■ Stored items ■

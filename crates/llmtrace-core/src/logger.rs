//! Logger contract for tracking failures.
//!
//! Tracking errors never reach the code whose provider call is being
//! tracked; they are handed to an injected `TrackingLogger` instead. The
//! tracker is built with `NoopLogger` unless another one is supplied.

use std::fmt;

/// One structured key/value pair attached to a log message.
#[derive(Debug, Clone, PartialEq, Eq)]
pub struct LogField {
    pub key: &'static str,
    pub value: String,
}

impl LogField {
    pub fn new(key: &'static str, value: impl fmt::Display) -> Self {
        Self {
            key,
            value: value.to_string(),
        }
    }
}

/// Severity-leveled sink for tracking diagnostics.
pub trait TrackingLogger: Send + Sync {
    fn error(&self, message: &str, fields: &[LogField]);
    fn warn(&self, message: &str, fields: &[LogField]);
    fn info(&self, message: &str, fields: &[LogField]);
    fn debug(&self, message: &str, fields: &[LogField]);
}

/// Discards everything.
#[derive(Debug, Clone, Copy, Default)]
pub struct NoopLogger;

impl TrackingLogger for NoopLogger {
    fn error(&self, _message: &str, _fields: &[LogField]) {}
    fn warn(&self, _message: &str, _fields: &[LogField]) {}
    fn info(&self, _message: &str, _fields: &[LogField]) {}
    fn debug(&self, _message: &str, _fields: &[LogField]) {}
}

/// Forwards to `tracing` events at the matching level.
///
/// The keys the tracker reports are recorded as separate event fields;
/// anything else is collected into `extra`.
#[derive(Debug, Clone, Copy, Default)]
pub struct TracingLogger;

const NAMED_KEYS: [&str; 6] = [
    "error",
    "provider",
    "model",
    "trace_id",
    "input_tokens",
    "output_tokens",
];

macro_rules! emit {
    ($level:ident, $message:expr, $fields:expr) => {{
        let fields = $fields;
        tracing::$level!(
            error = lookup(fields, "error"),
            provider = lookup(fields, "provider"),
            model = lookup(fields, "model"),
            trace_id = lookup(fields, "trace_id"),
            input_tokens = lookup_count(fields, "input_tokens"),
            output_tokens = lookup_count(fields, "output_tokens"),
            extra = extra(fields).as_deref(),
            "{}",
            $message
        )
    }};
}

impl TrackingLogger for TracingLogger {
    fn error(&self, message: &str, fields: &[LogField]) {
        emit!(error, message, fields);
    }

    fn warn(&self, message: &str, fields: &[LogField]) {
        emit!(warn, message, fields);
    }

    fn info(&self, message: &str, fields: &[LogField]) {
        emit!(info, message, fields);
    }

    fn debug(&self, message: &str, fields: &[LogField]) {
        emit!(debug, message, fields);
    }
}

fn lookup<'a>(fields: &'a [LogField], key: &str) -> Option<&'a str> {
    fields
        .iter()
        .find(|field| field.key == key)
        .map(|field| field.value.as_str())
}

fn lookup_count(fields: &[LogField], key: &str) -> Option<u64> {
    lookup(fields, key).and_then(|value| value.parse().ok())
}

/// Unnamed fields as space-separated `key=value` pairs, if there are any.
fn extra(fields: &[LogField]) -> Option<String> {
    let rest: Vec<String> = fields
        .iter()
        .filter(|field| !NAMED_KEYS.contains(&field.key))
        .map(|field| format!("{}={}", field.key, field.value))
        .collect();
    (!rest.is_empty()).then(|| rest.join(" "))
}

■ Task item ■
All of the records are to be reproduced exactly as they were given.

■ Expected answer ■
filename crates/llmtrace-core/src/logger.rs
//! Logger contract for tracking failures.
//!
//! Tracking errors never reach the code whose provider call is being
//! tracked; they are handed to an injected `TrackingLogger` instead. The
//! tracker is built with `NoopLogger` unless another one is supplied.

use std::fmt;

/// One structured key/value pair attached to a log message.
#[derive(Debug, Clone, PartialEq, Eq)]
pub struct LogField {
    pub key: &'static str,
    pub value: String,
}

impl LogField {
    pub fn new(key: &'static str, value: impl fmt::Display) -> Self {
        Self {
            key,
            value: value.to_string(),
        }
    }
}

/// Severity-leveled sink for tracking diagnostics.
pub trait TrackingLogger: Send + Sync {
    fn error(&self, message: &str, fields: &[LogField]);
    fn warn(&self, message: &str, fields: &[LogField]);
    fn info(&self, message: &str, fields: &[LogField]);
    fn debug(&self, message: &str, fields: &[LogField]);
}

/// Discards everything.
#[derive(Debug, Clone, Copy, Default)]
pub struct NoopLogger;

impl TrackingLogger for NoopLogger {
    fn error(&self, _message: &str, _fields: &[LogField]) {}
    fn warn(&self, _message: &str, _fields: &[LogField]) {}
    fn info(&self, _message: &str, _fields: &[LogField]) {}
    fn debug(&self, _message: &str, _fields: &[LogField]) {}
}

/// Forwards to `tracing` events at the matching level.
///
/// The keys the tracker reports are recorded as separate event fields;
/// anything else is collected into `extra`.
#[derive(Debug, Clone, Copy, Default)]
pub struct TracingLogger;

const NAMED_KEYS: [&str; 6] = [
    "error",
    "provider",
    "model",
    "trace_id",
    "input_tokens",
    "output_tokens",
];

macro_rules! emit {
    ($level:ident, $message:expr, $fields:expr) => {{
        let fields = $fields;
        tracing::$level!(
            error = lookup(fields, "error"),
            provider = lookup(fields, "provider"),
            model = lookup(fields, "model"),
            trace_id = lookup(fields, "trace_id"),
            input_tokens = lookup_count(fields, "input_tokens"),
            output_tokens = lookup_count(fields, "output_tokens"),
            extra = extra(fields).as_deref(),
            "{}",
            $message
        )
    }};
}

impl TrackingLogger for TracingLogger {
    fn error(&self, message: &str, fields: &[LogField]) {
        emit!(error, message, fields);
    }

    fn warn(&self, message: &str, fields: &[LogField]) {
        emit!(warn, message, fields);
    }

    fn info(&self, message: &str, fields: &[LogField]) {
        emit!(info, message, fields);
    }

    fn debug(&self, message: &str, fields: &[LogField]) {
        emit!(debug, message, fields);
    }
}

fn lookup<'a>(fields: &'a [LogField], key: &str) -> Option<&'a str> {
    fields
        .iter()
        .find(|field| field.key == key)
        .map(|field| field.value.as_str())
}

fn lookup_count(fields: &[LogField], key: &str) -> Option<u64> {
    lookup(fields, key).and_then(|value| value.parse().ok())
}

/// Unnamed fields as space-separated `key=value` pairs, if there are any.
fn extra(fields: &[LogField]) -> Option<String> {
    let rest: Vec<String> = fields
        .iter()
        .filter(|field| !NAMED_KEYS.contains(&field.key))
        .map(|field| format!("{}={}", field.key, field.value))
        .collect();
    (!rest.is_empty()).then(|| rest.join(" "))
}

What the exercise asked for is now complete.